Detectives fear the body is that of Sally Geeson who sent a text message saying "Help me" shortly after she got a lift from a pub in Cambridge city centre seven days ago.
The remains were found yesterday afternoon in woods near the American military cemetery at the village of Madingley on the outskirts of Cambridge.
Concern for the safety of the student, who was studying forensic science at Anglia Polytechnic University in Cambridge, had been growing since she went missing at about 1am on New Year's Day. The last communication she made was to send three text messages saying that she had got a lift with "someone" and minutes later pleading "Help me".
As the days have gone by police have become increasingly concerned that she was abducted. Detective Superintendent Garry Swain, who is leading the investigation, said yesterday: "I can confirm that we have found a body in the woods. I can also confirm it is the body of a female.

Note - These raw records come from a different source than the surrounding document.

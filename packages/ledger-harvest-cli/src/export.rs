use std::path::PathBuf;

use anyhow::Result;
use clap::Parser;
use ledger_harvest::{export, init_logger, BlockStore};

/// Convert stored blocks into a single `<N>_blocks.csv` file.
#[derive(clap::Parser)]
struct Opt {
    /// Directory holding one JSON file per stored block
    #[clap(long, env = "LEDGER_HARVEST_BLOCKS_DIR", default_value = "blocks")]
    blocks_dir: PathBuf,
    /// Where to write the CSV file
    #[clap(long, env = "LEDGER_EXPORT_OUTPUT_DIR", default_value = ".")]
    output_dir: PathBuf,
    /// Turn on verbose debugging?
    #[clap(long, env = "LEDGER_HARVEST_VERBOSE")]
    verbose: bool,
}

#[tokio::main]
async fn main() -> Result<()> {
    let Opt {
        blocks_dir,
        output_dir,
        verbose,
    } = Opt::parse();

    init_logger(verbose, Some(env!("CARGO_CRATE_NAME")));

    let output = export::blocks_to_csv(&BlockStore::new(blocks_dir), output_dir).await?;
    println!("{}", output.display());
    Ok(())
}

"The family of Sally Geeson have been told we have found a body but obviously at this stage I cannot confirm any identification and that will not be done today." A police statement added: "Police forensic teams and senior detectives are at the scene together with a forensic pathologist."
Last night officers cordoned off The Avenue in Madingley close to the American cemetery, which contains the remains of US servicemen and women who died during the Second World War.

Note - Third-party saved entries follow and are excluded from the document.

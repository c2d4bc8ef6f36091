use std::fmt::Display;

use serde_json::{Map, Value};

use crate::HarvestError;

/// Canonical height of a block in the ledger, used as the persistence key.
#[derive(
    serde::Serialize,
    serde::Deserialize,
    Clone,
    Copy,
    Debug,
    Default,
    PartialEq,
    Eq,
    PartialOrd,
    Ord,
    Hash,
)]
#[serde(transparent)]
pub struct BlockHeight(pub u64);

impl BlockHeight {
    /// The following height, or [None] at `u64::MAX`.
    pub fn next(self) -> Option<BlockHeight> {
        self.0.checked_add(1).map(BlockHeight)
    }

    pub fn start() -> BlockHeight {
        BlockHeight(0)
    }
}

impl Display for BlockHeight {
    fn fmt(&self, f: &mut std::fmt::Formatter) -> std::fmt::Result {
        self.0.fmt(f)
    }
}

/// Position in the remote service's own sequential block index.
///
/// Not guaranteed to line up with [BlockHeight]: orphaned or superseded
/// entries occupy indices too.
#[derive(
    serde::Serialize,
    serde::Deserialize,
    Clone,
    Copy,
    Debug,
    Default,
    PartialEq,
    Eq,
    PartialOrd,
    Ord,
    Hash,
)]
#[serde(transparent)]
pub struct RemoteIndex(pub u64);

impl RemoteIndex {
    pub fn next(self) -> Option<RemoteIndex> {
        self.0.checked_add(1).map(RemoteIndex)
    }

    /// Index the walker starts probing at for a given starting height.
    pub fn for_height(genesis: RemoteIndex, height: BlockHeight) -> Option<RemoteIndex> {
        genesis.0.checked_add(height.0).map(RemoteIndex)
    }
}

impl Display for RemoteIndex {
    fn fmt(&self, f: &mut std::fmt::Formatter) -> std::fmt::Result {
        self.0.fmt(f)
    }
}

/// A block as returned by the indexing service and as stored on disk.
///
/// Field names follow the remote service's JSON. Anything else the service
/// returns is kept in `extra` and written back out untouched.
#[derive(serde::Serialize, serde::Deserialize, Clone, Debug, PartialEq)]
pub struct BlockRecord {
    pub height: BlockHeight,
    #[serde(rename = "block_index", default)]
    pub remote_index: RemoteIndex,
    #[serde(rename = "ver")]
    pub version: u64,
    #[serde(rename = "prev_block")]
    pub previous_block_id: String,
    #[serde(rename = "time")]
    pub timestamp: u64,
    #[serde(rename = "tx", default)]
    pub transactions: Vec<TransactionRecord>,
    #[serde(flatten)]
    pub extra: Map<String, Value>,
}

#[derive(serde::Serialize, serde::Deserialize, Clone, Debug, PartialEq)]
pub struct TransactionRecord {
    pub hash: String,
    /// Raw hex-encoded transaction, absent until resolved.
    #[serde(rename = "hex", default, skip_serializing_if = "Option::is_none")]
    pub payload: Option<String>,
    #[serde(flatten)]
    pub extra: Map<String, Value>,
}

impl TransactionRecord {
    pub fn new(hash: impl Into<String>) -> Self {
        TransactionRecord {
            hash: hash.into(),
            payload: None,
            extra: Map::new(),
        }
    }
}

impl BlockRecord {
    /// Transaction hashes in the order the service returned them.
    pub fn tx_hashes(&self) -> Vec<String> {
        self.transactions.iter().map(|tx| tx.hash.clone()).collect()
    }

    /// Does every transaction carry a non-empty payload?
    pub fn is_fully_resolved(&self) -> bool {
        self.first_unresolved().is_none()
    }

    pub(crate) fn first_unresolved(&self) -> Option<&TransactionRecord> {
        self.transactions
            .iter()
            .find(|tx| !tx.payload.as_deref().is_some_and(|hex| !hex.is_empty()))
    }

    /// Attach resolved payloads, which must be in the same order as [Self::tx_hashes].
    ///
    /// Fails with the first transaction left without a payload.
    pub fn attach_payloads(&mut self, payloads: Vec<String>) -> Result<(), HarvestError> {
        for (tx, payload) in self.transactions.iter_mut().zip(payloads) {
            tx.payload = Some(payload);
        }
        match self.first_unresolved() {
            Some(tx) => Err(HarvestError::ResolutionFailed {
                hash: tx.hash.clone(),
            }),
            None => Ok(()),
        }
    }
}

Detectives were called to Madingley Mill Farm in Cambridge Road, just west of the city, at around 4.20pm. An employee at the cemetery next door, said: "At about 4.20pm I saw the flashing police lights. They were at one of the back gates to the cemetery, which opens on to Mill Farm."
The cemetery is a well-known local landmark and attracts thousands of visitors each year. The site, donated by the University of Cambridge, covers about 30 and a half acres. It is framed by woods on the south and west sides.

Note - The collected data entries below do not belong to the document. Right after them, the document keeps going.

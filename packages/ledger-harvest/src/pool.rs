use futures_util::{stream, StreamExt, TryStreamExt};

use crate::{classify_tx, HarvestError, LedgerSource, RetryPolicy};

/// Resolves every transaction of one block to its hex payload, with bounded concurrency.
#[derive(Clone, Copy, Debug)]
pub struct TxPool {
    workers: usize,
    policy: RetryPolicy,
}

impl TxPool {
    pub fn new(workers: usize, policy: RetryPolicy) -> Self {
        TxPool {
            workers: workers.max(1),
            policy,
        }
    }

    pub fn workers(&self) -> usize {
        self.workers
    }

    /// Resolve all `hashes`, returning the payloads in the same order.
    ///
    /// Either every hash gets a payload, or the call fails with
    /// [HarvestError::ResolutionFailed] for the first hash found to be
    /// unresolvable. On failure all other in-flight requests for the block
    /// are dropped.
    pub async fn resolve<S: LedgerSource>(
        &self,
        source: &S,
        hashes: &[String],
    ) -> Result<Vec<String>, HarvestError> {
        let mut slots: Vec<Option<String>> = vec![None; hashes.len()];

        let mut resolved = stream::iter(hashes.iter().enumerate())
            .map(|(idx, hash)| async move {
                self.resolve_one(source, hash)
                    .await
                    .map(|payload| (idx, payload))
            })
            .buffer_unordered(self.workers);

        while let Some((idx, payload)) = resolved.try_next().await? {
            slots[idx] = Some(payload);
        }

        slots
            .into_iter()
            .zip(hashes)
            .map(|(slot, hash)| {
                slot.ok_or_else(|| HarvestError::ResolutionFailed { hash: hash.clone() })
            })
            .collect()
    }

    async fn resolve_one<S: LedgerSource>(
        &self,
        source: &S,
        hash: &str,
    ) -> Result<String, HarvestError> {
        tracing::info!("Downloading tx: {hash}");
        self.policy
            .run(hash, || async {
                let raw = source.fetch_transaction(hash).await?;
                classify_tx(&raw.body).into_result()
            })
            .await
            .map_err(|err| {
                tracing::warn!("Giving up on transaction {hash}: {err}");
                HarvestError::ResolutionFailed {
                    hash: hash.to_owned(),
                }
            })
    }
}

Ms Geeson was among a group of about 20 friends who went to a New Year's Eve party at The Avery pub, known as the Hog's Head, in the centre of Cambridge. Her friends said Ms Geeson had been in a typically good mood and had enjoyed an evening of drinking and socialising. She turned down an offer of a lift from a friend to go back to their house, about a mile-and-a-half away in the Brookfields part of Cambridge, which she shared with six other students.
Among the last people to see her alive was Steve Penfold, 24, a recruitment consultant from Romford, Essex, who had come up to Cambridge to celebrate New Year after being invited by one of Ms Geeson's friends, Andy Webber.
Mr Penfold said: "It ended up with me and Sally. We left around 1am and she wanted some chips and went to get herself some. There was a bit of a fight behind me and I went over and decided it would be a good idea to break it up. It separated; I turned around and in the short amount of time Sally wasn't there."
He returned to the pub where a bouncer told him a woman matching Sally's description and carrying chips had gone into the pub, but despite looking, Mr Penfold said he could not find her.
After Ms Geeson returned to The Avery she apparently went back to Regent Street, outside the pub. Police have recovered images from closed-circuit television cameras which are thought to show the young woman in the road.
From text messages sent on her mobile it appears that she got a lift. The first text at 1.36am was sent, apparently in error, to her friend Mr Webber and read: "Hey Em, please come find me cos everyone has gone x." This is thought to refer to getting a lift from Emily Prior, who was Ms Geeson's housemate.
A second text, sent at 1.40am to housemate Janet O'Dea, said: "No one waited for me I've got into a car with someone please call me x". A third text to Andy Webber at 1.42am said simply: "Please help me x".
Unfortunately the text messages were delayed for several hours because the phone system was overloaded with New Year messages. Ms Geeson's phone went dead about eight hours after her last text.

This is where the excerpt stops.